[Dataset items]
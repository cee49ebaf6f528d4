use chrono::{DateTime, NaiveDate};
use serde::{Deserialize, Deserializer};
use std::io::Read;

#[derive(Debug)]
pub(crate) struct StatementRecord {
    pub(crate) posted_on: Option<NaiveDate>,
    pub(crate) merchant: String,
    pub(crate) category: String,
    pub(crate) amount: Option<f64>,
    pub(crate) card_last_four: String,
    pub(crate) kind: String,
    pub(crate) description: Option<String>,
}

pub(crate) fn parse_records<R: Read>(reader: R) -> Result<Vec<StatementRecord>, csv::Error> {
    let mut csv_reader = csv::ReaderBuilder::new()
        .trim(csv::Trim::All)
        .from_reader(reader);
    let mut records = Vec::new();

    for record in csv_reader.deserialize::<StatementRow>() {
        let row = record?;
        let posted_on = row.posted_date();
        let amount = row.amount_value();

        records.push(StatementRecord {
            posted_on,
            merchant: row.merchant,
            category: row.category.unwrap_or_default(),
            amount,
            card_last_four: row.card,
            kind: row.kind.unwrap_or_default(),
            description: row.description,
        });
    }

    Ok(records)
}

#[derive(Debug, Deserialize)]
struct StatementRow {
    #[serde(rename = "Date")]
    date: String,
    #[serde(rename = "Merchant")]
    merchant: String,
    #[serde(rename = "Category", default, deserialize_with = "empty_string_as_none")]
    category: Option<String>,
    #[serde(rename = "Amount")]
    amount: String,
    #[serde(rename = "Card")]
    card: String,
    #[serde(rename = "Type", default, deserialize_with = "empty_string_as_none")]
    kind: Option<String>,
    #[serde(
        rename = "Description",
        default,
        deserialize_with = "empty_string_as_none"
    )]
    description: Option<String>,
}

impl StatementRow {
    fn posted_date(&self) -> Option<NaiveDate> {
        parse_date(&self.date)
    }

    fn amount_value(&self) -> Option<f64> {
        parse_amount(&self.amount)
    }
}

fn empty_string_as_none<'de, D>(deserializer: D) -> Result<Option<String>, D::Error>
where
    D: Deserializer<'de>,
{
    let opt = Option::<String>::deserialize(deserializer)?;
    Ok(opt.filter(|value| !value.trim().is_empty()))
}

fn parse_date(value: &str) -> Option<NaiveDate> {
    let trimmed = value.trim();
    if trimmed.is_empty() {
        return None;
    }

    if let Ok(dt) = DateTime::parse_from_rfc3339(trimmed) {
        return Some(dt.date_naive());
    }

    if let Ok(date) = NaiveDate::parse_from_str(trimmed, "%Y-%m-%d") {
        return Some(date);
    }

    // US bank exports write 12/14/2024.
    if let Ok(date) = NaiveDate::parse_from_str(trimmed, "%m/%d/%Y") {
        return Some(date);
    }

    None
}

fn parse_amount(value: &str) -> Option<f64> {
    let trimmed = value.trim();
    if trimmed.is_empty() {
        return None;
    }

    // Statement exports write amounts like $1,234.56.
    let cleaned = trimmed.trim_start_matches('$').replace(',', "");
    cleaned.parse::<f64>().ok()
}

#[cfg(test)]
pub(crate) fn parse_date_for_tests(value: &str) -> Option<NaiveDate> {
    parse_date(value)
}

#[cfg(test)]
pub(crate) fn parse_amount_for_tests(value: &str) -> Option<f64> {
    parse_amount(value)
}
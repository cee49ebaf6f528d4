use crate::demo::{run_dashboard_report, run_demo, DemoArgs, ReportArgs};
use crate::server;
use clap::{Args, Parser, Subcommand};
use dental_credit::error::AppError;

#[derive(Parser, Debug)]
#[command(
    name = "DentalCredit Dashboard",
    about = "Demonstrate and run the DentalCredit dashboard service from the command line",
    version
)]
struct Cli {
    #[command(subcommand)]
    command: Option<Command>,
}

#[derive(Subcommand, Debug)]
enum Command {
    /// Start the HTTP service (default command)
    Serve(ServeArgs),
    /// Generate a credit dashboard report for stakeholder demos
    Dashboard {
        #[command(subcommand)]
        command: DashboardCommand,
    },
    /// Run an end-to-end CLI demo covering scores, payments, and financing
    Demo(DemoArgs),
}

#[derive(Subcommand, Debug)]
enum DashboardCommand {
    /// Generate a credit report for one person and optional card activity listing
    Report(ReportArgs),
}

#[derive(Args, Debug, Default)]
pub(crate) struct ServeArgs {
    /// Override the configured host for the HTTP server
    #[arg(long)]
    pub(crate) host: Option<String>,
    /// Override the configured port for the HTTP server
    #[arg(long)]
    pub(crate) port: Option<u16>,
}

pub(crate) async fn run() -> Result<(), AppError> {
    let cli = Cli::parse();
    let command = cli
        .command
        .unwrap_or_else(|| Command::Serve(ServeArgs::default()));

    match command {
        Command::Serve(args) => server::run(args).await,
        Command::Dashboard {
            command: DashboardCommand::Report(args),
        } => run_dashboard_report(args),
        Command::Demo(args) => run_demo(args),
    }
}
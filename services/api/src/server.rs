use crate::cli::ServeArgs;
use crate::infra::{AppState, InMemoryRosterStore};
use crate::routes::with_dashboard_routes;
use axum::Extension;
use axum_prometheus::PrometheusMetricLayer;
use dental_credit::config::AppConfig;
use dental_credit::credit::ProfileService;
use dental_credit::error::AppError;
use dental_credit::telemetry;
use std::sync::atomic::Ordering;
use std::sync::Arc;
use tracing::info;

pub(crate) async fn run(mut args: ServeArgs) -> Result<(), AppError> {
    let mut config = AppConfig::load()?;

    if let Some(host) = args.host.take() {
        config.server.host = host;
    }
    if let Some(port) = args.port.take() {
        config.server.port = port;
    }

    telemetry::init(&config.telemetry)?;

    let (prometheus_layer, prometheus_handle) = PrometheusMetricLayer::pair();
    let readiness_flag = Arc::new(std::sync::atomic::AtomicBool::new(false));
    let app_state = AppState {
        readiness: readiness_flag.clone(),
        metrics: Arc::new(prometheus_handle),
    };

    let store = Arc::new(InMemoryRosterStore::seeded());
    let profile_service = Arc::new(ProfileService::new(store));

    let app = with_dashboard_routes(profile_service)
        .layer(Extension(app_state))
        .layer(prometheus_layer);

    let addr = config.server.socket_addr()?;
    let listener = tokio::net::TcpListener::bind(addr).await?;
    readiness_flag.store(true, Ordering::Release);

    info!(?config.environment, %addr, "credit dashboard service ready");

    axum::serve(listener, app).await?;
    Ok(())
}
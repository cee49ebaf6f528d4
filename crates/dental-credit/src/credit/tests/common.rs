use std::sync::{Arc, Mutex};

use axum::response::Response;
use chrono::NaiveDate;
use serde_json::Value;

use crate::credit::domain::PersonId;
use crate::credit::seed;
use crate::credit::service::ProfileService;
use crate::credit::store::{Roster, RosterStore, StoreError};

pub(super) fn seeded_roster() -> Roster {
    Roster::new(seed::people())
}

pub(super) fn person_id(raw: &str) -> PersonId {
    PersonId(raw.to_string())
}

pub(super) fn edit_day() -> NaiveDate {
    NaiveDate::from_ymd_opt(2024, 12, 20).expect("valid date")
}

#[derive(Clone)]
pub(super) struct MemoryRoster {
    roster: Arc<Mutex<Roster>>,
}

impl MemoryRoster {
    pub(super) fn seeded() -> Self {
        Self {
            roster: Arc::new(Mutex::new(seeded_roster())),
        }
    }
}

impl RosterStore for MemoryRoster {
    fn snapshot(&self) -> Result<Roster, StoreError> {
        Ok(self.roster.lock().expect("roster mutex poisoned").clone())
    }

    fn replace(&self, roster: Roster) -> Result<(), StoreError> {
        *self.roster.lock().expect("roster mutex poisoned") = roster;
        Ok(())
    }
}

pub(super) struct UnavailableRoster;

impl RosterStore for UnavailableRoster {
    fn snapshot(&self) -> Result<Roster, StoreError> {
        Err(StoreError::Unavailable("store offline".to_string()))
    }

    fn replace(&self, _roster: Roster) -> Result<(), StoreError> {
        Err(StoreError::Unavailable("store offline".to_string()))
    }
}

pub(super) fn build_service() -> (ProfileService<MemoryRoster>, Arc<MemoryRoster>) {
    let store = Arc::new(MemoryRoster::seeded());
    let service = ProfileService::new(store.clone());
    (service, store)
}

pub(super) fn profile_router_with_seed() -> axum::Router {
    let (service, _) = build_service();
    crate::credit::profile_router(Arc::new(service))
}

pub(super) async fn read_json_body(response: Response) -> Value {
    let body = axum::body::to_bytes(response.into_body(), 64 * 1024)
        .await
        .expect("read body");
    serde_json::from_slice(&body).expect("json payload")
}
use crate::config::TelemetryConfig;
use std::fmt;
use tracing_subscriber::filter::ParseError;
use tracing_subscriber::EnvFilter;

#[derive(Debug)]
pub enum TelemetryError {
    Filter { value: String, source: ParseError },
    Init(Box<dyn std::error::Error + Send + Sync>),
}

impl fmt::Display for TelemetryError {
    fn fmt(&self, f: &mut fmt::Formatter<'_>) -> fmt::Result {
        match self {
            TelemetryError::Filter { value, .. } => {
                write!(f, "APP_LOG_LEVEL '{}' is not a valid tracing filter", value)
            }
            TelemetryError::Init(err) => write!(f, "could not install tracing subscriber: {err}"),
        }
    }
}

impl std::error::Error for TelemetryError {
    fn source(&self) -> Option<&(dyn std::error::Error + 'static)> {
        match self {
            TelemetryError::Filter { source, .. } => Some(source),
            TelemetryError::Init(err) => Some(&**err),
        }
    }
}

/// Installs the process-wide subscriber. `RUST_LOG` wins when set; the
/// configured level is the fallback.
pub fn init(config: &TelemetryConfig) -> Result<(), TelemetryError> {
    let filter = match EnvFilter::try_from_default_env() {
        Ok(filter) => filter,
        Err(_) => {
            EnvFilter::try_new(&config.log_level).map_err(|source| TelemetryError::Filter {
                value: config.log_level.clone(),
                source,
            })?
        }
    };

    tracing_subscriber::fmt()
        .with_env_filter(filter)
        .with_target(false)
        .compact()
        .with_ansi(false)
        .try_init()
        .map_err(TelemetryError::Init)
}
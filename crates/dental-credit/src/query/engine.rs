use super::descriptor::{QueryDescriptor, SortDirection};
use super::field::Schema;

/// Caller contract violations surfaced by [`filter_and_sort`]. Unknown
/// filter fields are tolerated; an unknown or non-sortable sort key is not.
#[derive(Debug, Clone, PartialEq, Eq, thiserror::Error)]
pub enum QueryError {
    #[error("unknown sort field `{0}`")]
    UnknownSortField(String),
    #[error("field `{0}` is not sortable")]
    UnsortableField(String),
}

/// Derives a view of `records`: search, then filters, then a stable sort.
///
/// The input slice is never touched; survivors are cloned in their original
/// relative order, and both sort directions keep that order for equal keys.
/// Running the same descriptor over its own output reproduces the view.
pub fn filter_and_sort<R: Clone>(
    records: &[R],
    descriptor: &QueryDescriptor,
    schema: &Schema<R>,
) -> Result<Vec<R>, QueryError> {
    let search = descriptor.search_term();

    let mut view: Vec<R> = records
        .iter()
        .filter(|record| matches_search(*record, search.as_deref(), schema))
        .filter(|record| matches_filters(*record, descriptor, schema))
        .cloned()
        .collect();

    if let Some(sort) = &descriptor.sort {
        let field = schema
            .field(&sort.key)
            .ok_or_else(|| QueryError::UnknownSortField(sort.key.clone()))?;
        if !field.is_sortable() {
            return Err(QueryError::UnsortableField(sort.key.clone()));
        }

        view.sort_by(|a, b| {
            let ordering = field.value(a).compare(&field.value(b));
            match sort.direction {
                SortDirection::Ascending => ordering,
                SortDirection::Descending => ordering.reverse(),
            }
        });
    }

    Ok(view)
}

fn matches_search<R>(record: &R, term: Option<&str>, schema: &Schema<R>) -> bool {
    let Some(term) = term else {
        return true;
    };
    schema
        .searchable_fields()
        .any(|field| field.value(record).contains(term))
}

fn matches_filters<R>(record: &R, descriptor: &QueryDescriptor, schema: &Schema<R>) -> bool {
    descriptor
        .active_filters()
        .all(|(name, value)| match schema.field(name) {
            Some(field) if field.is_filterable() => field.value(record).accepts(value),
            // Unknown or non-filterable fields never veto a record.
            _ => true,
        })
}
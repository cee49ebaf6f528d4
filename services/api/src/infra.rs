use chrono::NaiveDate;
use dental_credit::credit::{seed, Roster, RosterStore, StoreError};
use metrics_exporter_prometheus::PrometheusHandle;
use std::sync::atomic::AtomicBool;
use std::sync::{Arc, Mutex};

#[derive(Clone)]
pub(crate) struct AppState {
    pub(crate) readiness: Arc<AtomicBool>,
    pub(crate) metrics: Arc<PrometheusHandle>,
}

/// Roster store backing the running service. Snapshots swap in and out
/// under a mutex; readers always see a complete roster.
#[derive(Clone)]
pub(crate) struct InMemoryRosterStore {
    roster: Arc<Mutex<Roster>>,
}

impl InMemoryRosterStore {
    pub(crate) fn seeded() -> Self {
        Self {
            roster: Arc::new(Mutex::new(Roster::new(seed::people()))),
        }
    }
}

impl RosterStore for InMemoryRosterStore {
    fn snapshot(&self) -> Result<Roster, StoreError> {
        Ok(self.roster.lock().expect("roster mutex poisoned").clone())
    }

    fn replace(&self, roster: Roster) -> Result<(), StoreError> {
        *self.roster.lock().expect("roster mutex poisoned") = roster;
        Ok(())
    }
}

pub(crate) fn parse_date(raw: &str) -> Result<NaiveDate, String> {
    NaiveDate::parse_from_str(raw.trim(), "%Y-%m-%d")
        .map_err(|err| format!("failed to parse '{raw}' as YYYY-MM-DD ({err})"))
}
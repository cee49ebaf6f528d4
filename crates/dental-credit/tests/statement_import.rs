use chrono::NaiveDate;
use dental_credit::credit::{
    cards, CardsQuery, SpendCategory, StatementImporter, TransactionKind,
};

const HEADER: &str = "Date,Merchant,Category,Amount,Card,Type,Description\n";

fn import(rows: &str) -> Vec<dental_credit::credit::CardTransaction> {
    let csv = format!("{HEADER}{rows}");
    StatementImporter::from_reader(csv.as_bytes()).expect("statement imports")
}

#[test]
fn importer_normalizes_bank_spellings_into_dashboard_transactions() {
    let transactions = import(
        "2024-12-14,Whole Foods Market,Grocery Stores,127.45,4521,Charge,Weekly groceries\n\
12/12/2024,Amazon.com,Online Shopping,$89.99,9876,Sale,\n\
2024-12-04,Chase Bank,,450.00,4521,Online Payment,Autopay\n",
    );

    assert_eq!(transactions.len(), 3);

    let groceries = &transactions[0];
    assert_eq!(groceries.id, "stmt-1");
    assert_eq!(
        groceries.transaction_date,
        NaiveDate::from_ymd_opt(2024, 12, 14).expect("valid date")
    );
    assert_eq!(groceries.category, SpendCategory::Groceries);
    assert_eq!(groceries.kind, TransactionKind::Purchase);
    assert_eq!(groceries.card_name, "Chase Sapphire Preferred");
    assert_eq!(groceries.description.as_deref(), Some("Weekly groceries"));

    let shopping = &transactions[1];
    assert_eq!(
        shopping.transaction_date,
        NaiveDate::from_ymd_opt(2024, 12, 12).expect("valid date")
    );
    assert_eq!(shopping.category, SpendCategory::Shopping);
    assert!((shopping.amount - 89.99).abs() < 0.001);
    assert!(shopping.description.is_none());

    let payment = &transactions[2];
    assert_eq!(payment.category, SpendCategory::Other);
    assert_eq!(payment.kind, TransactionKind::Payment);
}

#[test]
fn rows_without_a_usable_date_or_amount_are_skipped() {
    let transactions = import(
        "2024-12-14,Whole Foods Market,Grocery Stores,127.45,4521,Charge,\n\
pending,Home Depot,Retail,n/a,4521,Charge,Pending authorization\n\
2024-12-13,Shell,Fuel,,7892,Charge,\n\
2024-12-01,Target,Department Stores,156.78,9876,Charge,\n",
    );

    assert_eq!(transactions.len(), 2);
    assert_eq!(transactions[0].merchant_name, "Whole Foods Market");
    assert_eq!(transactions[1].merchant_name, "Target");
    // Ids number the kept rows, not the source rows.
    assert_eq!(transactions[1].id, "stmt-2");
}

#[test]
fn importer_handles_full_statement_export() {
    let data = include_bytes!("../Card_Statement.csv");

    let transactions =
        StatementImporter::from_reader(&data[..]).expect("statement export imports");

    // The export carries 13 rows; the pending authorization has no date or
    // amount and is dropped.
    assert_eq!(transactions.len(), 12);
    assert_eq!(transactions[0].id, "stmt-1");
    assert_eq!(transactions[11].id, "stmt-12");

    let fee = transactions
        .iter()
        .find(|transaction| transaction.merchant_name == "Late Fee")
        .expect("late fee row present");
    assert_eq!(fee.kind, TransactionKind::Fee);
    assert_eq!(fee.category, SpendCategory::Other);

    let interest = transactions
        .iter()
        .find(|transaction| transaction.merchant_name == "Interest Charge")
        .expect("interest row present");
    assert_eq!(interest.kind, TransactionKind::Interest);

    let us_dated = transactions
        .iter()
        .find(|transaction| transaction.merchant_name == "Amazon.com")
        .expect("amazon row present");
    assert_eq!(
        us_dated.transaction_date,
        NaiveDate::from_ymd_opt(2024, 12, 12).expect("valid date")
    );
}

#[test]
fn imported_statement_feeds_the_card_activity_view() {
    let data = include_bytes!("../Card_Statement.csv");
    let transactions =
        StatementImporter::from_reader(&data[..]).expect("statement export imports");

    let view = cards::activity(&transactions, &CardsQuery::default()).expect("activity builds");

    assert_eq!(view.overview.total_transactions, 12);
    assert!((view.overview.total_spent - 1070.82).abs() < 0.001);
    assert!((view.overview.total_payments - 450.00).abs() < 0.001);
    assert!((view.overview.fees_and_interest - 43.75).abs() < 0.001);
    assert_eq!(view.overview.top_category, Some(SpendCategory::Shopping));

    let shopping = &view.category_spending[0];
    assert_eq!(shopping.category, SpendCategory::Shopping);
    assert!((shopping.total - 481.33).abs() < 0.001);

    // Newest first by default; the export is already in that order.
    assert_eq!(view.transactions[0].merchant_name, "Whole Foods Market");
    assert_eq!(view.transactions[11].merchant_name, "Home Depot");
}

#[test]
fn card_filter_narrows_to_one_card() {
    let data = include_bytes!("../Card_Statement.csv");
    let transactions =
        StatementImporter::from_reader(&data[..]).expect("statement export imports");

    let query = CardsQuery {
        card: Some("4521".to_string()),
        ..CardsQuery::default()
    };
    let view = cards::activity(&transactions, &query).expect("activity builds");

    assert_eq!(view.overview.total_transactions, 5);
    assert!((view.overview.total_spent - 740.51).abs() < 0.001);
    assert!((view.overview.total_payments - 450.00).abs() < 0.001);
    assert!(view
        .transactions
        .iter()
        .all(|row| row.card_name == "Chase Sapphire Preferred"));
}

§ **What you are asked to do**
Using the records above, work out how many lines hold the string "present"; answer with that number alone.

§ **Reply to the task**
3